- **REQUIRED WORK**
Pick each line that has "ElementRef" out of the records.

[Saved entries]
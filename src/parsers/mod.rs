pub mod images;
pub mod listing;

#[cfg(test)]
mod tests;

pub use images::{HttpImageFetcher, ImageFetcher};
pub use listing::{ParsedContainer, RecordExtractor};
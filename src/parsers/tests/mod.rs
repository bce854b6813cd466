
use crate::error::{Result, ScrapeError};
use crate::parsers::images::ImageFetcher;
use async_trait::async_trait;
use std::collections::HashMap;
use std::sync::Mutex;
use std::time::Duration;

/// Serves canned bytes per URL; unknown URLs fail like a 404
#[derive(Default)]
pub(crate) struct CannedFetcher {
    images: HashMap<String, Vec<u8>>,
    /// Artificial latency per URL
    delays: HashMap<String, Duration>,
    requested: Mutex<Vec<String>>,
}

impl CannedFetcher {
    pub(crate) fn new() -> Self {
        Self::default()
    }

    pub(crate) fn with_image(mut self, url: &str, bytes: &[u8]) -> Self {
        self.images.insert(url.to_string(), bytes.to_vec());
        self
    }

    pub(crate) fn with_delay(mut self, url: &str, delay: Duration) -> Self {
        self.delays.insert(url.to_string(), delay);
        self
    }

    pub(crate) fn requested(&self) -> Vec<String> {
        self.requested.lock().unwrap().clone()
    }
}

#[async_trait]
impl ImageFetcher for CannedFetcher {
    async fn fetch(&self, url: &str) -> Result<Vec<u8>> {
        self.requested.lock().unwrap().push(url.to_string());
        if let Some(delay) = self.delays.get(url) {
            tokio::time::sleep(*delay).await;
        }
        self.images.get(url).cloned().ok_or_else(|| ScrapeError::Fetch {
            url: url.to_string(),
            reason: "HTTP 404 Not Found".to_string(),
        })
    }
}
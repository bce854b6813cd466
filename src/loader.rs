use crate::config::ListingConfig;
use crate::error::{Result, ScrapeError};
use crate::surface::RenderSurface;
use serde_json::{Value, json};
use std::time::Duration;

/// Hard stop for the scroll loop should the page height never settle
const MAX_SCROLL_STEPS: usize = 500;

const SCROLL_HEIGHT_SCRIPT: &str = "return document.body.scrollHeight;";
const SCROLL_TO_BOTTOM_SCRIPT: &str = "window.scrollTo(0, document.body.scrollHeight);";
const CONTAINER_COUNT_SCRIPT: &str = "return document.querySelectorAll(arguments[0]).length;";

/// Snapshot of the rendered markup of one results page.
///
/// A handle is only meaningful for the page it was taken on; after the
/// pagination control advances, materialize again.
#[derive(Debug, Clone)]
pub struct PageHandle {
    page: usize,
    markup: String,
}

impl PageHandle {
    pub fn new(page: usize, markup: String) -> Self {
        Self { page, markup }
    }

    /// 1-based page number within the series
    pub fn page(&self) -> usize {
        self.page
    }

    pub fn markup(&self) -> &str {
        &self.markup
    }
}

/// Drives the rendering surface: search submission and lazy-load scrolling
pub struct ContentLoader<S: RenderSurface> {
    surface: S,
    search_selector: String,
    container_selector: String,
    scroll_step_px: u64,
    scroll_delay: Duration,
    stability_checks: usize,
    wait_timeout: Duration,
    page: usize,
}

impl<S: RenderSurface> ContentLoader<S> {
    pub fn new(surface: S, config: &ListingConfig) -> Self {
        Self {
            surface,
            search_selector: config.selectors.search_input.clone(),
            container_selector: config.selectors.container.clone(),
            scroll_step_px: config.scroll_step_px.max(1),
            scroll_delay: config.scroll_delay(),
            stability_checks: config.stability_checks,
            wait_timeout: config.wait_timeout(),
            page: 0,
        }
    }

    pub fn surface(&self) -> &S {
        &self.surface
    }

    /// Current 1-based page number, 0 before a search was submitted
    pub fn page(&self) -> usize {
        self.page
    }

    /// Navigates to the landing page and submits `query` into its search control
    pub async fn open(&mut self, seed_url: &str, query: &str) -> Result<()> {
        ::log::info!("Opening {} and searching for {:?}", seed_url, query);
        self.surface.navigate(seed_url).await?;

        let search = self
            .surface
            .wait_for(&self.search_selector, self.wait_timeout)
            .await?
            .ok_or_else(|| ScrapeError::Navigation {
                url: seed_url.to_string(),
                selector: self.search_selector.clone(),
            })?;

        self.surface.type_and_submit(&search, query).await?;
        self.page = 1;
        Ok(())
    }

    /// Records that the pagination control moved to the next page
    pub fn page_advanced(&mut self) {
        self.page += 1;
    }

    /// Scrolls the current page until lazy content stops appearing and returns its markup
    pub async fn materialize(&mut self) -> Result<PageHandle> {
        match self.scroll_through().await {
            Ok(steps) => ::log::debug!("Page {} scrolled in {} steps", self.page, steps),
            Err(e) => ::log::warn!("Scrolling page {} failed: {}", self.page, e),
        }

        if self.stability_checks > 0 {
            match self.settle_container_count().await {
                Ok(count) => ::log::debug!("Page {} settled at {} containers", self.page, count),
                Err(e) => ::log::warn!("Container count check on page {} failed: {}", self.page, e),
            }
        }

        let markup = self.surface.current_markup().await?;
        Ok(PageHandle::new(self.page, markup))
    }

    /// Steps down the page in fixed increments until the offset reaches the
    /// (possibly growing) scroll height. Returns the number of steps taken.
    async fn scroll_through(&self) -> Result<usize> {
        let mut offset = 0u64;
        let mut steps = 0;

        while steps < MAX_SCROLL_STEPS {
            self.surface
                .execute_script(&format!("window.scrollTo(0, {});", offset), vec![])
                .await?;
            tokio::time::sleep(self.scroll_delay).await;
            offset += self.scroll_step_px;
            steps += 1;

            let height = self.scroll_height().await?;
            if offset >= height {
                return Ok(steps);
            }
        }

        ::log::warn!(
            "Page {} still growing after {} scroll steps",
            self.page,
            MAX_SCROLL_STEPS
        );
        Ok(steps)
    }

    /// Scrolls to the bottom until two consecutive container counts agree
    async fn settle_container_count(&self) -> Result<u64> {
        let mut previous = self.container_count().await?;

        for _ in 0..self.stability_checks {
            self.surface
                .execute_script(SCROLL_TO_BOTTOM_SCRIPT, vec![])
                .await?;
            tokio::time::sleep(self.scroll_delay).await;

            let current = self.container_count().await?;
            if current == previous {
                return Ok(current);
            }
            previous = current;
        }

        Ok(previous)
    }

    async fn scroll_height(&self) -> Result<u64> {
        let value = self
            .surface
            .execute_script(SCROLL_HEIGHT_SCRIPT, vec![])
            .await?;
        as_count(&value, "scrollHeight")
    }

    async fn container_count(&self) -> Result<u64> {
        let value = self
            .surface
            .execute_script(CONTAINER_COUNT_SCRIPT, vec![json!(self.container_selector)])
            .await?;
        as_count(&value, "container count")
    }

    /// Releases the rendering session
    pub async fn release(&self) -> Result<()> {
        self.surface.release().await
    }
}

fn as_count(value: &Value, what: &str) -> Result<u64> {
    value
        .as_u64()
        .or_else(|| value.as_f64().map(|f| f.max(0.0) as u64))
        .ok_or_else(|| ScrapeError::Driver(format!("{} is not a number: {}", what, value)))
}
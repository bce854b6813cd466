use crate::config::Selectors;
use crate::error::{Result, ScrapeError};
use crate::loader::PageHandle;
use crate::parsers::images::ImageFetcher;
use crate::results::{Record, UNKNOWN};
use crate::utils::{collapse_whitespace, normalize_link};
use futures::stream::{self, StreamExt};
use scraper::{ElementRef, Html, Selector};

/// Where a field's value lives on the matched node
#[derive(Debug, Clone, Copy)]
enum Source {
    Text,
    Attr(&'static str),
}

/// One field of a container: a selector plus where to read the value from
#[derive(Debug)]
struct FieldProbe {
    name: &'static str,
    selector: Selector,
    source: Source,
}

impl FieldProbe {
    fn new(name: &'static str, selector: &str, source: Source) -> Result<Self> {
        Ok(Self {
            name,
            selector: compile(selector)?,
            source,
        })
    }

    /// First matching node's value, `None` on a missing node, attribute, or empty value
    fn read(&self, container: ElementRef<'_>) -> Option<String> {
        let node = container.select(&self.selector).next()?;
        let value = match self.source {
            Source::Text => collapse_whitespace(&node.text().collect::<String>()),
            Source::Attr(attr) => node.value().attr(attr)?.trim().to_string(),
        };
        Some(value).filter(|v| !v.is_empty())
    }
}

/// Reads one field, degrading any miss to `sentinel`. Every field goes through
/// here so a failing field can never take its container down with it.
fn extract_or<T>(
    container: ElementRef<'_>,
    index: usize,
    probe: &FieldProbe,
    convert: impl FnOnce(String) -> T,
    sentinel: T,
) -> T {
    match probe.read(container) {
        Some(value) => convert(value),
        None => {
            ::log::trace!("Container {} has no {}", index, probe.name);
            sentinel
        }
    }
}

fn compile(selector: &str) -> Result<Selector> {
    Selector::parse(selector).map_err(|e| ScrapeError::Selector {
        selector: selector.to_string(),
        reason: e.to_string(),
    })
}

/// Text fields of one container, before its image is fetched
#[derive(Debug, Clone, PartialEq, Eq)]
pub struct ParsedContainer {
    pub title: String,
    pub price: String,
    pub link: Option<String>,
    pub image_url: Option<String>,
}

/// Turns rendered listing markup into records
pub struct RecordExtractor<F: ImageFetcher> {
    container: Selector,
    title: FieldProbe,
    price: FieldProbe,
    link: FieldProbe,
    image: FieldProbe,
    fetcher: F,
    image_concurrency: usize,
}

impl<F: ImageFetcher> RecordExtractor<F> {
    /// Compiles the configured selectors; an unparsable selector is rejected here
    pub fn new(selectors: &Selectors, fetcher: F, image_concurrency: usize) -> Result<Self> {
        Ok(Self {
            container: compile(&selectors.container)?,
            title: FieldProbe::new("title", &selectors.title, Source::Text)?,
            price: FieldProbe::new("price", &selectors.price, Source::Text)?,
            link: FieldProbe::new("link", &selectors.link, Source::Attr("href"))?,
            image: FieldProbe::new("image", &selectors.image, Source::Attr("src"))?,
            fetcher,
            image_concurrency: image_concurrency.max(1),
        })
    }

    pub fn fetcher(&self) -> &F {
        &self.fetcher
    }

    /// Extracts every container on the page, in document order
    pub async fn extract(&self, handle: &PageHandle) -> Vec<Record> {
        let containers = self.parse(handle);
        let image_urls = containers.iter().map(|c| c.image_url.clone()).collect();
        let images = self.fetch_images(image_urls).await;

        let records: Vec<Record> = containers
            .into_iter()
            .zip(images)
            .map(|(c, image)| Record::new(c.title, c.price, c.link, image))
            .collect();

        ::log::info!("Extracted {} records from page {}", records.len(), handle.page());
        records
    }

    /// Reads the text fields of each container without touching the network
    pub fn parse(&self, handle: &PageHandle) -> Vec<ParsedContainer> {
        let doc = Html::parse_document(handle.markup());

        doc.select(&self.container)
            .enumerate()
            .map(|(index, container)| ParsedContainer {
                title: extract_or(container, index, &self.title, |t| t, UNKNOWN.to_string()),
                price: extract_or(container, index, &self.price, |p| p, UNKNOWN.to_string()),
                link: extract_or(container, index, &self.link, |l| Some(normalize_link(&l)), None),
                image_url: extract_or(
                    container,
                    index,
                    &self.image,
                    |src| Some(normalize_link(&src)),
                    None,
                ),
            })
            .collect()
    }

    /// Fetches images concurrently and joins them back by container index
    async fn fetch_images(&self, urls: Vec<Option<String>>) -> Vec<Option<Vec<u8>>> {
        let mut slots: Vec<Option<Vec<u8>>> = vec![None; urls.len()];
        let fetcher = &self.fetcher;

        let jobs = urls
            .into_iter()
            .enumerate()
            .filter_map(|(index, url)| url.map(|url| (index, url)));

        let mut results = stream::iter(jobs)
            .map(|(index, url)| async move {
                let result = fetcher.fetch(&url).await;
                (index, result)
            })
            .buffer_unordered(self.image_concurrency);

        while let Some((index, result)) = results.next().await {
            match result {
                Ok(bytes) => slots[index] = Some(bytes),
                Err(e) => ::log::warn!("Image for container {} unavailable: {}", index, e),
            }
        }

        slots
    }
}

- **SOLUTION TO THIS PROBLEM**
use scraper::{ElementRef, Html, Selector};
    fn read(&self, container: ElementRef<'_>) -> Option<String> {
    container: ElementRef<'_>,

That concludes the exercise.